* [PROBLEM TO SOLVE]: Write out exactly the lines that run from the one containing "for piece in" to the end of the entries below, with both end lines included.

* [RECORDED DATA]:

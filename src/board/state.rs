use super::grid::Grid;
use super::movegen::{Castling, MoveContext};
use super::options::{CastlingRule, MatchOptions};
use super::{
    AlgebraicPosition, Color, MatchBuilder, MatchError, MoveMatrix, Piece, PieceId, PieceKind,
    Position, BOARD_SIZE,
};

/// State of one chess match.
///
/// The match owns the grid (and through it every piece on the board) and
/// the captured roster. The active roster lists the identities of the
/// pieces on the board in the order they were placed.
#[derive(Clone, Debug, PartialEq, Eq)]
pub struct ChessMatch {
    pub(crate) grid: Grid<Piece>,
    pub(crate) turn: u32,
    pub(crate) current_player: Color,
    pub(crate) check: bool,
    pub(crate) checkmate: bool,
    pub(crate) en_passant_vulnerable: Option<PieceId>,
    pub(crate) promoted: Option<PieceId>,
    pub(crate) active: Vec<PieceId>,
    pub(crate) captured: Vec<Piece>,
    pub(crate) next_id: u16,
    pub(crate) options: MatchOptions,
}

impl ChessMatch {
    /// A match in the standard starting position with default options
    #[must_use]
    pub fn new() -> Self {
        Self::with_options(MatchOptions::default())
    }

    /// A match in the standard starting position
    #[must_use]
    pub fn with_options(options: MatchOptions) -> Self {
        MatchBuilder::starting_position()
            .options(options)
            .build()
            .expect("standard layout fits an empty 8x8 board")
    }

    pub(crate) fn empty(options: MatchOptions) -> Result<Self, MatchError> {
        Ok(ChessMatch {
            grid: Grid::new(BOARD_SIZE, BOARD_SIZE)?,
            turn: 1,
            current_player: Color::White,
            check: false,
            checkmate: false,
            en_passant_vulnerable: None,
            promoted: None,
            active: Vec::new(),
            captured: Vec::new(),
            next_id: 0,
            options,
        })
    }

    #[must_use]
    pub fn turn(&self) -> u32 {
        self.turn
    }

    #[must_use]
    pub fn current_player(&self) -> Color {
        self.current_player
    }

    /// Returns true if the side that just received a move is in check.
    /// After checkmate that is the loser, not the current player.
    #[must_use]
    pub fn check(&self) -> bool {
        self.check
    }

    #[must_use]
    pub fn checkmate(&self) -> bool {
        self.checkmate
    }

    /// Winner of a finished match. The turn does not advance on the
    /// mating move, so the winner is the current player.
    #[must_use]
    pub fn winner(&self) -> Option<Color> {
        self.checkmate.then_some(self.current_player)
    }

    #[must_use]
    pub fn options(&self) -> &MatchOptions {
        &self.options
    }

    #[must_use]
    pub fn grid(&self) -> &Grid<Piece> {
        &self.grid
    }

    /// Piece standing on `square`
    #[must_use]
    pub fn piece_at(&self, square: AlgebraicPosition) -> Option<&Piece> {
        self.grid.get(square.to_position()).ok().flatten()
    }

    /// Board snapshot, row 0 being rank 8
    #[must_use]
    pub fn pieces(&self) -> Vec<Vec<Option<Piece>>> {
        let mut rows = vec![vec![None; self.grid.columns()]; self.grid.rows()];
        for (position, piece) in self.grid.iter() {
            rows[position.row()][position.column()] = Some(*piece);
        }
        rows
    }

    /// Pieces on the board, in roster order
    pub fn active_pieces(&self) -> impl Iterator<Item = &Piece> + '_ {
        self.active.iter().filter_map(move |&id| self.locate(id))
    }

    /// Captured pieces, oldest first
    #[must_use]
    pub fn captured_pieces(&self) -> &[Piece] {
        &self.captured
    }

    /// Captured pieces of one color, oldest first
    #[must_use]
    pub fn captured_by_color(&self, color: Color) -> Vec<&Piece> {
        self.captured.iter().filter(|p| p.color == color).collect()
    }

    /// Pawn that may currently be taken en passant
    #[must_use]
    pub fn en_passant_vulnerable(&self) -> Option<&Piece> {
        self.en_passant_vulnerable.and_then(|id| self.locate(id))
    }

    /// Piece installed by the last promotion, set only until `promote`
    /// makes the choice
    #[must_use]
    pub fn pending_promotion(&self) -> Option<&Piece> {
        self.promoted.and_then(|id| self.locate(id))
    }

    /// Find a piece on the board by identity
    pub(crate) fn locate(&self, id: PieceId) -> Option<&Piece> {
        self.grid
            .iter()
            .find(|(_, piece)| piece.id == id)
            .map(|(_, piece)| piece)
    }

    pub(crate) fn active_pieces_of(&self, color: Color) -> impl Iterator<Item = &Piece> + '_ {
        self.active_pieces().filter(move |p| p.color == color)
    }

    /// Create a piece, put it on the board and append it to the roster
    pub(crate) fn spawn(
        &mut self,
        kind: PieceKind,
        color: Color,
        position: Position,
    ) -> Result<PieceId, MatchError> {
        let id = PieceId(self.next_id);
        self.grid.place(Piece::new(id, kind, color), position)?;
        self.next_id += 1;
        self.active.push(id);
        Ok(id)
    }

    /// Legal moves of a piece in this match, ignoring self-check
    pub(crate) fn legal_moves_of(&self, piece: &Piece) -> MoveMatrix {
        let threats = (piece.kind == PieceKind::King
            && piece.move_count == 0
            && self.options.castling == CastlingRule::Strict)
            .then(|| self.threatened_by(piece.color.opponent()));

        let ctx = MoveContext {
            en_passant_vulnerable: self.en_passant_vulnerable,
            castling: match &threats {
                Some(map) => Castling::AvoidThreats(map),
                None => Castling::Unchecked,
            },
        };
        piece.legal_moves(&self.grid, &ctx)
    }

    /// Every square attacked by a piece of `color`
    pub(crate) fn threatened_by(&self, color: Color) -> MoveMatrix {
        let mut threats = MoveMatrix::new(self.grid.rows(), self.grid.columns());
        for piece in self.active_pieces_of(color) {
            threats |= &piece.attacks(&self.grid);
        }
        threats
    }
}

impl Default for ChessMatch {
    fn default() -> Self {
        ChessMatch::new()
    }
}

* [COMPLETED EXERCISE]:
        for piece in self.active_pieces_of(color) {
            threats |= &piece.attacks(&self.grid);
        }
        threats
    }
}

impl Default for ChessMatch {
    fn default() -> Self {
        ChessMatch::new()
    }
}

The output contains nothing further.